The American Symphony Orchestra will present a series of nine free chamber music concerts through May 19 at either Bryant Park’s Fountain Terrace or at 34th St. Herald Square Plaza. They’ll feature contemporary Mexican, Afro-Cuban, jazz and classical programs performed by ASO musicians. A limited number of first-come, first-served socially distant seats will be available. Each concert starts at 5:30 pm, and will last about an hour. Current health rules must be followed. With selections from Ellington, Gershwin, Poulenc, Strauss, Bernstein, Chavez and more, there’s something for everyone. It’s been a long time coming; get ready for some joyful sounds, happy musicians, and delighted audiences. The performances will also be streamed digitally, and the full schedule can be found on ASO’s website.
Uptown, Lincoln Center just announced an unprecedented spring season titled “Restart Stages.” Expect the unexpected as the Josie Robertson Plaza goes green. Hilly, grassy lawns surround the fountain, and a new outdoor stage has been built. It’s all part of Lincoln Center’s plan to welcome audiences safely, support the community, and bring performers and audiences back together. Ten new open-air spaces, both on the Lincoln Center campus and across the five boroughs will be hosting music, dance, drama, and special events like graduation ceremonies, recitals, food distributions and blood drives.

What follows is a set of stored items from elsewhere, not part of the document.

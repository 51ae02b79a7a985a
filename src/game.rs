//! The game engine: board, snake, food, scoring and speed.
//!
//! Nothing in here knows about the terminal. Rule violations are not errors,
//! they move the game into its terminal `over` state.

use std::time::Duration;

use log::{debug, info};
use rand::rngs::ThreadRng;
use rand::Rng;

use crate::snake::{Direction, Position, Snake};
use crate::TermInt;

pub const INITIAL_SNAKE_LENGTH: usize = 4;
pub const FOOD_COUNT: usize = 2;
pub const DEFAULT_BOARD_SIZE: TermInt = 13;

const BASE_TICK: Duration = Duration::from_secs(3);
const BASE_TICK_DIVISOR: u32 = 10;
const POINTS_PER_SPEEDUP: u32 = 3;

#[derive(Debug, Copy, Clone, PartialEq, Eq)]
pub enum Crash {
    Wall,
    Body,
}

/// What a single call to `step` did.
#[derive(Debug, Copy, Clone, PartialEq, Eq)]
pub enum StepOutcome {
    /// The game was already over; nothing changed.
    Frozen,
    Crashed(Crash),
    Ate { slot: usize },
    Moved,
}

pub struct SnakeGame<R: Rng = ThreadRng> {
    width: TermInt,
    height: TermInt,
    snake: Snake,
    food: Vec<Position>,
    direction: Direction,
    over: bool,
    score: u32,
    rng: R,
}

impl SnakeGame<ThreadRng> {
    pub fn new(width: TermInt, height: TermInt) -> Self {
        Self::with_rng(width, height, rand::thread_rng())
    }
}

impl<R: Rng> SnakeGame<R> {
    /// The board must have room for the snake, all food and more; food placement
    /// does not terminate otherwise.
    pub fn with_rng(width: TermInt, height: TermInt, rng: R) -> Self {
        let mut game = SnakeGame {
            width,
            height,
            snake: Snake::new(Position::new(0, 0), INITIAL_SNAKE_LENGTH),
            food: Vec::with_capacity(FOOD_COUNT),
            direction: Direction::Down,
            over: false,
            score: 0,
            rng,
        };

        for _ in 0..FOOD_COUNT {
            let pos = game.random_free_cell();
            game.food.push(pos);
        }

        debug!("new {}x{} game, food at {:?}", width, height, game.food);
        game
    }

    pub fn width(&self) -> TermInt {
        self.width
    }

    pub fn height(&self) -> TermInt {
        self.height
    }

    /// Tail first, head last.
    pub fn snake(&self) -> &[Position] {
        self.snake.body()
    }

    pub fn food(&self) -> &[Position] {
        &self.food
    }

    pub fn direction(&self) -> Direction {
        self.direction
    }

    pub fn score(&self) -> u32 {
        self.score
    }

    pub fn is_over(&self) -> bool {
        self.over
    }

    /// Ignores a request to turn straight back into the snake's neck.
    pub fn set_direction(&mut self, direction: Direction) {
        if direction == self.direction.reverse() {
            return;
        }
        self.direction = direction;
    }

    pub fn step(&mut self) -> StepOutcome {
        if self.over {
            return StepOutcome::Frozen;
        }

        let new_head = self.snake.head().moved(self.direction);

        if !self.in_bounds(new_head) {
            return self.crash(Crash::Wall);
        }
        if self.snake.contains(new_head) {
            return self.crash(Crash::Body);
        }

        match self.food.iter().position(|&f| f == new_head) {
            Some(slot) => {
                self.snake.grow(new_head);
                self.food[slot] = self.random_free_cell();
                self.score += 1;
                debug!("ate food at {:?}, score {}, new food at {:?}", new_head, self.score, self.food[slot]);
                StepOutcome::Ate { slot }
            }
            None => {
                self.snake.slide(new_head);
                StepOutcome::Moved
            }
        }
    }

    /// The game speeds up every few points, without a lower bound.
    pub fn tick_duration(&self) -> Duration {
        BASE_TICK / (BASE_TICK_DIVISOR + self.score / POINTS_PER_SPEEDUP)
    }

    ///////////////////////////////////////////////////////////////////////////

    fn crash(&mut self, kind: Crash) -> StepOutcome {
        self.over = true;
        info!("game over ({:?}), score {}, length {}", kind, self.score, self.snake.len());
        StepOutcome::Crashed(kind)
    }

    fn in_bounds(&self, pos: Position) -> bool {
        pos.x >= 0 && pos.y >= 0 && pos.x < self.width as i32 && pos.y < self.height as i32
    }

    // Rejection sampling with no attempt cap.
    fn random_free_cell(&mut self) -> Position {
        loop {
            let pos = Position::new(
                self.rng.gen_range(0..self.width as i32),
                self.rng.gen_range(0..self.height as i32),
            );
            if !self.snake.contains(pos) && !self.food.contains(&pos) {
                return pos;
            }
        }
    }
}
// This file is part of the terraform-provider-previder project
//
// Copyright (C) ANEO, 2024-2024. All rights reserved.
//
// Licensed under the Apache License, Version 2.0 (the "License")
// you may not use this file except in compliance with the License.
// You may obtain a copy of the License at
//
//     http://www.apache.org/licenses/LICENSE-2.0
//
// Unless required by applicable law or agreed to in writing, software
// distributed under the License is distributed on an "AS IS" BASIS,
// WITHOUT WARRANTIES OR CONDITIONS OF ANY KIND, either express or implied.
// See the License for the specific language governing permissions and
// limitations under the License.

use serde::de::IgnoredAny;
use serde::{Deserialize, Serialize};

use super::{PageRequest, PreviderClient, Reference, Result};

pub const CLUSTER_READY: &str = "READY";
pub const CLUSTER_PENDING_REMOVAL: &str = "PENDING_REMOVAL";

#[derive(Debug, Clone, Default, PartialEq, Eq, Deserialize)]
#[serde(rename_all = "camelCase", default)]
pub struct KubernetesCluster {
    pub id: String,
    pub name: String,
    pub state: String,
    pub version: String,
    pub vips: Vec<String>,
    pub endpoints: Vec<String>,
    pub minimal_nodes: u32,
    pub maximal_nodes: u32,
    pub auto_update: bool,
    pub auto_scale_enabled: bool,
    pub control_plane_cpu_cores: u32,
    pub control_plane_memory_gb: u32,
    pub control_plane_storage_gb: u32,
    pub node_cpu_cores: u32,
    pub node_memory_gb: u32,
    pub node_storage_gb: u32,
    pub compute_cluster: String,
    pub cni: String,
    pub high_available_control_plane: bool,
    pub network: String,
    pub reference: String,
}

/// Fields accepted by both the create and the update calls
#[derive(Debug, Clone, Default, PartialEq, Eq, Serialize)]
#[serde(rename_all = "camelCase")]
pub struct KubernetesClusterUpdate {
    pub name: String,
    #[serde(skip_serializing_if = "String::is_empty")]
    pub version: String,
    pub minimal_nodes: u32,
    pub maximal_nodes: u32,
    pub auto_update: bool,
    pub auto_scale_enabled: bool,
    pub control_plane_cpu_cores: u32,
    pub control_plane_memory_gb: u32,
    pub control_plane_storage_gb: u32,
    pub node_cpu_cores: u32,
    pub node_memory_gb: u32,
    pub node_storage_gb: u32,
    pub compute_cluster: String,
    pub high_available_control_plane: bool,
}

#[derive(Debug, Clone, Default, PartialEq, Eq, Serialize)]
#[serde(rename_all = "camelCase")]
pub struct KubernetesClusterCreate {
    #[serde(flatten)]
    pub settings: KubernetesClusterUpdate,
    #[serde(skip_serializing_if = "String::is_empty")]
    pub cni: String,
    pub network: String,
    pub vips: Vec<String>,
    pub endpoints: Vec<String>,
}

#[derive(Debug, Clone, Default, PartialEq, Eq, Deserialize)]
#[serde(default)]
pub struct KubeConfig {
    pub config: String,
}

const PATH: &str = "v2/kubernetes/cluster";

impl PreviderClient {
    pub async fn get_kubernetes_cluster(&self, id: &str) -> Result<KubernetesCluster> {
        self.get(&format!("{PATH}/{id}")).await
    }

    /// First cluster carrying exactly `name`, searching every page
    pub async fn find_kubernetes_cluster_by_name(
        &self,
        name: &str,
    ) -> Result<Option<KubernetesCluster>> {
        let request = PageRequest {
            query: name.to_owned(),
            ..PageRequest::sorted(100, "+name")
        };
        let clusters: Vec<KubernetesCluster> = self.get_all_pages(PATH, request).await?;
        Ok(clusters.into_iter().find(|cluster| cluster.name == name))
    }

    pub async fn create_kubernetes_cluster(
        &self,
        create: &KubernetesClusterCreate,
    ) -> Result<Reference> {
        self.post(PATH, create).await
    }

    pub async fn update_kubernetes_cluster(
        &self,
        id: &str,
        update: &KubernetesClusterUpdate,
    ) -> Result<()> {
        self.put::<IgnoredAny, _>(&format!("{PATH}/{id}"), update).await.map(drop)
    }

    pub async fn delete_kubernetes_cluster(&self, id: &str) -> Result<()> {
        self.delete::<IgnoredAny>(&format!("{PATH}/{id}")).await.map(drop)
    }

    pub async fn get_kubeconfig(&self, id: &str, endpoint: &str) -> Result<KubeConfig> {
        self.get_query(&format!("{PATH}/{id}/kubeconfig"), &[("endpoint", endpoint)])
            .await
    }
}

#[cfg(test)]
mod tests {
    use serde_json::json;
    use wiremock::matchers::{body_json, method, path, query_param};
    use wiremock::{Mock, MockServer, ResponseTemplate};

    use super::*;
    use crate::client::tests::client_for;

    #[tokio::test]
    async fn create_flattens_the_shared_settings() {
        let server = MockServer::start().await;
        Mock::given(method("POST"))
            .and(path("/v2/kubernetes/cluster"))
            .and(body_json(json!({
                "name": "k1",
                "minimalNodes": 1,
                "maximalNodes": 3,
                "autoUpdate": false,
                "autoScaleEnabled": true,
                "controlPlaneCpuCores": 2,
                "controlPlaneMemoryGb": 4,
                "controlPlaneStorageGb": 25,
                "nodeCpuCores": 4,
                "nodeMemoryGb": 8,
                "nodeStorageGb": 50,
                "computeCluster": "express",
                "highAvailableControlPlane": false,
                "network": "lan",
                "vips": ["10.0.0.10"],
                "endpoints": []
            })))
            .respond_with(ResponseTemplate::new(200).set_body_json(json!({"id": "k8s-1"})))
            .expect(1)
            .mount(&server)
            .await;

        let reference = client_for(&server)
            .create_kubernetes_cluster(&KubernetesClusterCreate {
                settings: KubernetesClusterUpdate {
                    name: String::from("k1"),
                    minimal_nodes: 1,
                    maximal_nodes: 3,
                    auto_scale_enabled: true,
                    control_plane_cpu_cores: 2,
                    control_plane_memory_gb: 4,
                    control_plane_storage_gb: 25,
                    node_cpu_cores: 4,
                    node_memory_gb: 8,
                    node_storage_gb: 50,
                    compute_cluster: String::from("express"),
                    ..Default::default()
                },
                network: String::from("lan"),
                vips: vec![String::from("10.0.0.10")],
                ..Default::default()
            })
            .await
            .unwrap();
        assert_eq!(reference.id, "k8s-1");
    }

    #[tokio::test]
    async fn kubeconfig_is_requested_for_an_endpoint() {
        let server = MockServer::start().await;
        Mock::given(method("GET"))
            .and(path("/v2/kubernetes/cluster/k8s-1/kubeconfig"))
            .and(query_param("endpoint", "10.0.0.10"))
            .respond_with(
                ResponseTemplate::new(200).set_body_json(json!({"config": "apiVersion: v1"})),
            )
            .mount(&server)
            .await;

        let config = client_for(&server)
            .get_kubeconfig("k8s-1", "10.0.0.10")
            .await
            .unwrap();
        assert_eq!(config.config, "apiVersion: v1");
    }

    #[tokio::test]
    async fn search_by_name_requires_an_exact_match() {
        let server = MockServer::start().await;
        Mock::given(method("GET"))
            .and(path("/v2/kubernetes/cluster"))
            .and(query_param("query", "k1"))
            .respond_with(ResponseTemplate::new(200).set_body_json(json!({
                "content": [{"id": "a", "name": "k10"}, {"id": "b", "name": "k1"}],
                "totalElements": 2,
                "totalPages": 1
            })))
            .mount(&server)
            .await;

        let client = client_for(&server);
        let found = client.find_kubernetes_cluster_by_name("k1").await.unwrap();
        assert_eq!(found.map(|cluster| cluster.id).as_deref(), Some("b"));
    }
}
// This file is part of the terraform-provider-previder project
//
// Copyright (C) ANEO, 2024-2024. All rights reserved.
//
// Licensed under the Apache License, Version 2.0 (the "License")
// you may not use this file except in compliance with the License.
// You may obtain a copy of the License at
//
//     http://www.apache.org/licenses/LICENSE-2.0
//
// Unless required by applicable law or agreed to in writing, software
// distributed under the License is distributed on an "AS IS" BASIS,
// WITHOUT WARRANTIES OR CONDITIONS OF ANY KIND, either express or implied.
// See the License for the specific language governing permissions and
// limitations under the License.

//! `previder_virtual_server`

mod reconcile;
mod resource;
mod state;

pub use resource::VirtualServerResource;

“The Green” as the updated plaza is called, was designed by Mimi Lien and officially opened on May 10 with a blessing ceremony from Chief Dwaine Perry of the Ramapough Lunaape and the Redhawk Native American Arts Council. Martha Redbone followed, and Broadway star Norm Lewis capped the evening. And that’s just the beginning. Throughout May, there will be jazz and chamber music, storytelling and dramatic performances. A schedule of the events is available on RestartStages.org and all programs through May will be free. Tickets will be distributed through a lottery via TodayTix.com.
“We’re heading into the heart of the First Act, so-to-speak, in our efforts to harness the energy and creativity that make New York one of the most exciting places to live and be,” stated Henry Timms, President & CEO of Lincoln Center for the Performing Arts.
Meanwhile, across town, Marymount Manhattan College is preparing for its own artistic renaissance. With a recent $25 million grant from The Carson Family Charitable Trust, work is beginning on a new center for visual arts. The grant, the largest in the college’s history comes from Judith Mara Carson and her husband, Russell L. Carson, supporters of both the college and the arts. The Carson gift allots $15 million to the new visual arts center, and $10 million for scholarships for Marymount students, 80% of whom major or minor in a creative field. Creativity has always been a defining and driving force in New York.
“The contribution of the arts to daily life, community well-being, and the national economy is indisputable yet under-appreciated,” said Ms. Carson, who graduated from Marymount, adding “The visual arts in particular spark dialogue, bring people together, and drive economic development.”
It seems like ages since the curtains dropped. It may be a while before they lift again in theaters full of people. Meanwhile, outdoors will do just fine. Mostly, we just want a great show.